Question: I would like to ask your opinion on how to handle a very big Percheron Paint gelding. He is a PMU foal that I adopted. He is halter broke and learning to lead. He has a terrible tendency to try to run me over when I am leading him. I was wondering if you could give me some advice seeing he is very big now about 16 hands and very bold. I have tried making him as uncomfortable as he makes me by pushing into him with my body but he is just so big that it doesn’t seem to matter. I would like to ask you a second question regarding my PMU foal Percheron Paint. He is a very laid back horse and when working in the round pen I find that he just doesn’t want to move forward. I use a lunge whip not to hit him but to encourage him to move forward but he will just refuse to move forward. I can’t tell if it is lazy or just not understanding what I am asking for. If you have a chance please help.

Thanks, Erin

Answer: Big horses seem to learn to throw their weight around very early on. The worst thing you can do is to lean into them or try to hold them back. Instead, anytime the horse moves into your space in the slightest, you need to turn around to face him and vigorously back him up. Whatever pressure you need to apply to get him to fly backwards, use it.

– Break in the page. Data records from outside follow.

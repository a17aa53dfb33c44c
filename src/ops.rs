//! Rule-attributed mutation primitives.
//!
//! Every operation here takes the rule code that sanctions it and the index of
//! the term it rewrites, and logs one history entry on the derivation when it
//! commits. Rules compose these rather than mutating `Term::text` ad hoc, so
//! the history stays complete.
//!
//! Indices are positions in `prakriya.terms` obtained from the same
//! derivation; operations assume they are in bounds.

use once_cell::sync::Lazy;
use regex::{Captures, Regex};

use crate::prakriya::{Code, Prakriya};
use crate::sounds;
use crate::tag::Tag;
use crate::term::Term;

/// Run `f` iff the optional rule `code` is accepted for this derivation.
/// The decision point is recorded either way. Returns whether `f` ran.
pub fn optional(code: Code, p: &mut Prakriya, f: impl FnOnce(Code, &mut Prakriya)) -> bool {
    if p.decide(code) {
        f(code, p);
        true
    } else {
        false
    }
}

// --- Deletion -----------------------------------------------------------------

/// Delete the term's text. The term stays in place as a placeholder.
pub fn lopa(rule: Code, p: &mut Prakriya, i: usize) {
    p.terms[i].text.clear();
    p.step(rule);
}

/// Delete the term's text with `luk`.
pub fn luk(rule: Code, p: &mut Prakriya, i: usize) {
    p.terms[i].text.clear();
    p.terms[i].add_tags(Tag::LUK);
    p.step(rule);
}

/// Delete the term's text and upadeśa with `ślu`.
pub fn slu(rule: Code, p: &mut Prakriya, i: usize) {
    let t = &mut p.terms[i];
    t.u = None;
    t.text.clear();
    t.add_tags(Tag::SLU);
    p.step(rule);
}

// --- Replacement --------------------------------------------------------------

/// Replace the first sound. Steps only if the text changed; pass `None` to
/// skip logging entirely (for substitutions subsumed by a later step).
pub fn adi(rule: Option<Code>, p: &mut Prakriya, i: usize, sub: &str) {
    let t = &mut p.terms[i];
    if t.adi().map(String::from).as_deref() != Some(sub) {
        let mut text = sub.to_string();
        text.push_str(&t.text[t.text.len().min(1)..]);
        t.text = text;
        if let Some(rule) = rule {
            p.step(rule);
        }
    }
}

/// Replace the last sound.
pub fn antya(rule: Code, p: &mut Prakriya, i: usize, sub: &str) {
    let t = &mut p.terms[i];
    if t.antya().map(String::from).as_deref() != Some(sub) {
        let n = t.text.len();
        t.text.truncate(n.saturating_sub(1));
        t.text.push_str(sub);
        p.step(rule);
    }
}

/// Replace the penultimate sound.
pub fn upadha(rule: Code, p: &mut Prakriya, i: usize, sub: &str) {
    let t = &mut p.terms[i];
    let n = t.text.len();
    t.text = format!("{}{}{}", &t.text[..n.saturating_sub(2)], sub, &t.text[n.saturating_sub(1)..]);
    p.step(rule);
}

static TI_RE: Lazy<Regex> = Lazy::new(|| {
    let ac = sounds::s("ac").expect("fixed class").pattern();
    let hal = sounds::s("hal").expect("fixed class").pattern();
    Regex::new(&format!("{ac}{hal}*$")).expect("valid pattern")
});

static MIT_RE: Lazy<Regex> = Lazy::new(|| {
    let ac = sounds::s("ac").expect("fixed class").pattern();
    let hal = sounds::s("hal").expect("fixed class").pattern();
    Regex::new(&format!("({ac})({hal}*)$")).expect("valid pattern")
});

/// Replace the ṭi — everything from the last vowel on.
pub fn ti(rule: Code, p: &mut Prakriya, i: usize, sub: &str) {
    let t = &mut p.terms[i];
    t.text = TI_RE.replace(&t.text, regex::NoExpand(sub)).into_owned();
    p.step(rule);
}

/// Insert `sub` directly after the last vowel (a mit augment).
pub fn mit(rule: Code, p: &mut Prakriya, i: usize, sub: &str) {
    let t = &mut p.terms[i];
    t.text = MIT_RE
        .replace(&t.text, |caps: &Captures| format!("{}{}{}", &caps[1], sub, &caps[2]))
        .into_owned();
    p.step(rule);
}

/// Replace the whole text.
pub fn text(rule: Code, p: &mut Prakriya, i: usize, sub: &str) {
    p.terms[i].text = sub.to_string();
    p.step(rule);
}

/// Replace the upadeśa (and with it the surface text).
pub fn upadesha(rule: Code, p: &mut Prakriya, i: usize, sub: &str) {
    let t = &mut p.terms[i];
    t.u = Some(sub.to_string());
    t.text = sub.to_string();
    p.step(rule);
}

// --- Insertion ----------------------------------------------------------------

/// Insert `t` before the term at `i`.
pub fn insert_before(rule: Code, p: &mut Prakriya, i: usize, t: Term) {
    p.terms.insert(i, t);
    p.step(rule);
}

/// Insert `t` after the term at `i`. Pass `rule: None` to defer logging to a
/// follow-up operation.
pub fn insert_after(rule: Option<Code>, p: &mut Prakriya, i: usize, t: Term) {
    p.terms.insert(i + 1, t);
    if let Some(rule) = rule {
        p.step(rule);
    }
}

/// Insert a new augment with upadeśa `u` after the term at `i`.
pub fn insert_agama_after(rule: Code, p: &mut Prakriya, i: usize, u: &str) {
    p.terms.insert(i + 1, Term::agama(u));
    p.step(rule);
}

// --- Samjna -------------------------------------------------------------------

/// Add `tags` to the term at `i`.
pub fn add_tag(rule: Code, p: &mut Prakriya, i: usize, tags: Tag) {
    p.terms[i].add_tags(tags);
    p.step(rule);
}

// --- Correspondence -----------------------------------------------------------

/// Substitute `c` in 1:1 correspondence: the sound at some position of
/// `before` maps to the sound at the same position of `after`
/// (*yathāsaṁkhyam anudeśaḥ samānām*).
pub fn yatha(c: char, before: &sounds::SoundSet, after: &sounds::SoundSet) -> Option<char> {
    before.iter().zip(after.iter()).find(|(b, _)| *b == c).map(|(_, a)| a)
}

In my experience, with a big heavy horse, they work better off indirect pressure than direct pressure. Using a flag (a stout stick with a plastic bag or piece of tarp attached to the end) and waving it vigorously in his face as you stomp your feet and hiss and spit at him will probably work better than actually trying to physically push him back. You never want to get into a war or brute strength with a horse of any size, especially not a draft cross. You are destined to lose in a tug-of-war. I would also try to flag technique in the round pen. Do not over use the flag, save it as an aversive stimuli for the horse and when you ask him to move away from you (whether in the round pen or on the lead line), shake it at him but put it down and back behind you as soon as he moves off.

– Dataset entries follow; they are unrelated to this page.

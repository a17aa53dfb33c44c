//! Tags attached to terms and derivations.
//!
//! A [`Tag`] combines two concepts: saṃjñā (technical designations such as
//! *dhātu* or *pratyaya*) and semantic conditions (purusha, vacana, prayoga,
//! dialect). The full inventory is closed, so tags are represented as bits in
//! a single mask; `all`/`any` queries on terms and derivations are plain
//! bit-set operations.
//!
//! It-letter markers (anubandhas) are the one *open* label category and live
//! on [`crate::Term`] as a separate list of sounds, not here.

bitflags::bitflags! {
    /// A set of saṃjñās and semantic conditions.
    ///
    /// A single constant doubles as a one-element set, so `t.all(Tag::DHATU)`
    /// and `t.any(Tag::AGAMA | Tag::PRATYAYA)` read the same way whether one
    /// or many tags are involved.
    #[derive(Debug, Clone, Copy, PartialEq, Eq, Hash, Default)]
    pub struct Tag: u128 {
        // Morpheme types.
        const UPASARGA = 1 << 0;
        const DHATU = 1 << 1;
        const GHU = 1 << 2;
        const AGAMA = 1 << 3;
        const PRATYAYA = 1 << 4;
        const PRATIPADIKA = 1 << 5;
        const VIBHAKTI = 1 << 6;
        const SARVANAMA = 1 << 7;
        const SARVANAMASTHANA = 1 << 8;
        const TIN = 1 << 9;
        const NISTHA = 1 << 10;
        const KRT = 1 << 11;
        const KRTYA = 1 << 12;
        const SUP = 1 << 13;
        const TADDHITA = 1 << 14;
        const VIKARANA = 1 << 15;

        // Deletion (lopa) varieties.
        const LUK = 1 << 16;
        const SLU = 1 << 17;
        const LUP = 1 << 18;

        // Accent.
        const ANUDATTA = 1 << 19;
        const SVARITA = 1 << 20;
        const ANUDATTET = 1 << 21;
        const SVARITET = 1 << 22;

        // Pada.
        const PARASMAIPADA = 1 << 23;
        const ATMANEPADA = 1 << 24;

        // Semantic conditions.
        const ASHIH = 1 << 25;
        const SANARTHA = 1 << 26;
        const YANARTHA = 1 << 27;

        // Dialect.
        const CHANDASI = 1 << 28;

        // Prayoga.
        const KARTARI = 1 << 29;
        const BHAVE = 1 << 30;
        const KARMANI = 1 << 31;

        // Purusha.
        const PRATHAMA = 1 << 32;
        const MADHYAMA = 1 << 33;
        const UTTAMA = 1 << 34;

        // Vacana.
        const EKAVACANA = 1 << 35;
        const DVIVACANA = 1 << 36;
        const BAHUVACANA = 1 << 37;

        // Vibhakti of a sup-pratyaya.
        const V1 = 1 << 38;
        const V2 = 1 << 39;
        const V3 = 1 << 40;
        const V4 = 1 << 41;
        const V5 = 1 << 42;
        const V6 = 1 << 43;
        const V7 = 1 << 44;

        // Linga.
        const PUM = 1 << 45;
        const STRI = 1 << 46;
        const NAPUMSAKA = 1 << 47;

        // Stem types.
        const NADI = 1 << 48;
        const GHI = 1 << 49;

        const SAMBODHANA = 1 << 50;
        const AMANTRITA = 1 << 51;
        const SAMBUDDHI = 1 << 52;

        // Dvitva.
        const ABHYASA = 1 << 53;
        const ABHYASTA = 1 << 54;

        // Suffix strength.
        const ARDHADHATUKA = 1 << 55;
        const SARVADHATUKA = 1 << 56;

        const SAT = 1 << 57;

        // Cycle-breaking one-shot flags. Certain conditions cross sections of
        // the grammar in a way that is difficult to track locally; each flag
        // below has a single writing rule and is never cleared.
        //
        // Set on a term:
        const F_GUNA_APAVADA = 1 << 58;
        const F_GUNA = 1 << 59;
        // Set on the derivation:
        const F_ADESHA_ADI = 1 << 60;
        const F_NO_ARDHADHATUKA = 1 << 61;
        const F_ANIT_KSA = 1 << 62;
        const F_SET_SIC = 1 << 63;
        const F_AT_AGAMA = 1 << 64;
        const F_AT_LOPA = 1 << 65;
    }
}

Once your horse is more respectful of your space and your authority, you should not need the flag anymore. At that point, you can begin to desensitize him to the flag until you can rub it all over his body. The issues you are having with your horse are all related and simply indicate that he does not respect your space or your authority and doe snot view you as his leader. You need to do lots of groundwork with the horse to build the kind of relationship that you want. There are numerous articles and Q&As on my website on this subject so I’ll let you read more about it there. Put the time in on the ground; it is like putting money in the bank.

Remember, ANY time the horse moves into your space uninvited, back him up vigorously. Do not let little erosions occur in your relationship with the horse by letting him be too close to you or move slightly into your space.